For some years this was successful, but the opening of similar establishments in England, subsidised by Government, forced it to close. His next venture was an attempt to revive the local oyster fisheries. A Jersey Oyster Culture Company was formed, and quantities of spat from Auray were placed in cage-traps near Green Island; but the site proved insufficiently protected against storms, and the enterprise failed. Later he spent much time in an attempt to extract osmiridium from the local diorite, but this, too, proved a financial failure.

In 1906 the committee of La Société Jersiaise consulted him on the rearrangement of the Museum. He drew up a report, which the committee adopted, and in 1907 made him Curator of the Museum, a post which he held until his death. Most of the zoological exhibits are his handiwork. In 1910 the Société commissioned R G Crawford to paint his portrait.

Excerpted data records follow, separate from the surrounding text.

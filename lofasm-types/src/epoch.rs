use chrono::{DateTime, TimeDelta, Utc};

use crate::{TypesError, TypesResult};

/// Юлианская дата эпохи J2000.
pub const J2000_JD: i64 = 2_451_545;

/// Смещение, вычтенное из юлианской даты в полях `mjd_day` LoCo-файлов.
pub const LOCO_JD_OFFSET: i64 = 2_400_000;

/// MJD даты 1970-01-01T00:00:00Z.
pub const MJD_UNIX_EPOCH: i64 = 40_587;

pub const MS_PER_DAY: f64 = 8.64e7;

/// Формат метки времени в именах выходных файлов и `start_time`.
pub const TIMESTAMP_FORMAT: &str = "%Y%m%d_%H%M%S";

/// Эпоха очередного burst-а в терминах записи: пара (день, миллисекунда дня).
#[derive(Debug, Clone, Copy, PartialEq)]
pub struct BurstEpoch {
    pub mjd_day: i64,
    pub mjd_msec: f64,
    /// Время интегрирования, если burst переопределяет значение заголовка.
    pub int_time: Option<f64>,
}

/// Контекст одного burst-а. Живёт, пока не исчерпаны его интеграции.
#[derive(Debug, Clone)]
pub struct BurstContext {
    pub epoch: BurstEpoch,
    /// Смещение начала burst-а относительно J2000, секунды
    pub time_offset_j2000: f64,
    /// Начало burst-а (UTC)
    pub start: DateTime<Utc>,
    /// `start` в формате [`TIMESTAMP_FORMAT`]
    pub timestamp: String,
    /// Длительность одной интеграции, секунды
    pub int_time: f64,
}

impl BurstEpoch {
    pub fn new(
        mjd_day: i64,
        mjd_msec: f64,
    ) -> Self {
        Self {
            mjd_day,
            mjd_msec,
            int_time: None,
        }
    }

    /// Эпоха из дробного MJD.
    pub fn from_mjd(mjd: f64) -> Self {
        let day = mjd.floor();
        Self::new(day as i64, (mjd - day) * MS_PER_DAY)
    }

    /// Секунды от J2000 в соглашении о днях, принятом в LoCo-записях.
    pub fn time_offset_j2000(&self) -> f64 {
        let days = self.mjd_day - (J2000_JD - LOCO_JD_OFFSET);
        days as f64 * 86_400.0 + self.mjd_msec * 0.001
    }

    pub fn to_utc(&self) -> TypesResult<DateTime<Utc>> {
        let out_of_range = || TypesError::EpochOutOfRange {
            mjd_day: self.mjd_day,
            mjd_msec: self.mjd_msec,
        };

        if !self.mjd_msec.is_finite() {
            return Err(out_of_range());
        }

        let millis = (self.mjd_day - MJD_UNIX_EPOCH)
            .checked_mul(86_400_000)
            .and_then(|ms| ms.checked_add(self.mjd_msec.floor() as i64))
            .ok_or_else(out_of_range)?;

        TimeDelta::try_milliseconds(millis)
            .and_then(|delta| DateTime::<Utc>::UNIX_EPOCH.checked_add_signed(delta))
            .ok_or_else(out_of_range)
    }
}

impl BurstContext {
    /// Строит контекст burst-а; `default_int_time` берётся из метаданных
    /// записи, если burst не задаёт своё значение.
    pub fn new(
        epoch: BurstEpoch,
        default_int_time: f64,
    ) -> TypesResult<Self> {
        let start = epoch.to_utc()?;

        Ok(Self {
            epoch,
            time_offset_j2000: epoch.time_offset_j2000(),
            timestamp: start.format(TIMESTAMP_FORMAT).to_string(),
            start,
            int_time: epoch.int_time.unwrap_or(default_int_time),
        })
    }
}

#[cfg(test)]
mod tests {
    use super::*;

    #[test]
    fn test_time_offset_at_reference_day() {
        let epoch = BurstEpoch::new(51_545, 1_500.0);
        assert!((epoch.time_offset_j2000() - 1.5).abs() < 1e-12);

        let next_day = BurstEpoch::new(51_546, 0.0);
        assert_eq!(next_day.time_offset_j2000(), 86_400.0);

        let before = BurstEpoch::new(51_544, 0.0);
        assert_eq!(before.time_offset_j2000(), -86_400.0);
    }

    #[test]
    fn test_timestamp_is_zero_padded() {
        // MJD 57000 = 2014-12-09; 3 723 456 мс = 01:02:03.456
        let ctx = BurstContext::new(BurstEpoch::new(57_000, 3_723_456.0), 0.5).unwrap();
        assert_eq!(ctx.timestamp, "20141209_010203");
        assert_eq!(ctx.int_time, 0.5);
    }

    #[test]
    fn test_unix_epoch_day() {
        let utc = BurstEpoch::new(MJD_UNIX_EPOCH, 0.0).to_utc().unwrap();
        assert_eq!(utc, DateTime::<Utc>::UNIX_EPOCH);
    }

    #[test]
    fn test_burst_int_time_overrides_default() {
        let mut epoch = BurstEpoch::from_mjd(57_000.5);
        epoch.int_time = Some(0.125);

        let ctx = BurstContext::new(epoch, 0.5).unwrap();
        assert_eq!(ctx.int_time, 0.125);
        assert_eq!(ctx.timestamp, "20141209_120000");
    }

    #[test]
    fn test_non_finite_epoch_rejected() {
        let epoch = BurstEpoch::new(57_000, f64::NAN);
        assert!(BurstContext::new(epoch, 1.0).is_err());
    }
}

During the last 20 years of his life he turned his attention to prehistory, and took an active part in the explorations made by the Société , on most of which he contributed valuable papers to the Bulletins. Sir Arthur Keith wrote of him :

"Mr Sinel has read the history of his beloved island as it is written by the sun, the wind, the sea and the frost, and of its ancient inhabitants as it is told by their relics; and he has obviously read aright".

He frequently visited Carnac, Brittany, and helped to arrange the prehistoric museum there.

In his later years his inquiring mind was attracted by psychical research, and he spent much time experimenting in telepathy and kindred subjects. Among his publications are: The Complete Guide to Jersey, 1896; Fishes of the Channel Islands, 1906; An Outline of the Natural History of our Shores, 1906; Crustacea of the Channel Islands, 19066; Notes on the Lizards of the Channel Islands, 1907; The Reptilia, Batrachia, and Mammalia of the Channel Islands, their Origin and Modification by Isolation, 1908; The Relative Ages of the Channel Islands, 1908 ; The Geology of Jersey, 1912 ; Prehistoric Times and Men of the Channel Islands, 1914; The Children's World of Wonders (3 vols), 1924 ; The Sixth Sense, a Physical Explanation of Clairvoyance, Hypnotism, Dreams, and other Phenomena usually considered Occult, 1927.

In 1868 he married Elizabeth Du Feu, and had a son, Joseph William, and a daughter, Charlotte Elizabeth, who married James Hornell. Joseph Sinel died in St Helier on 2 April 1929.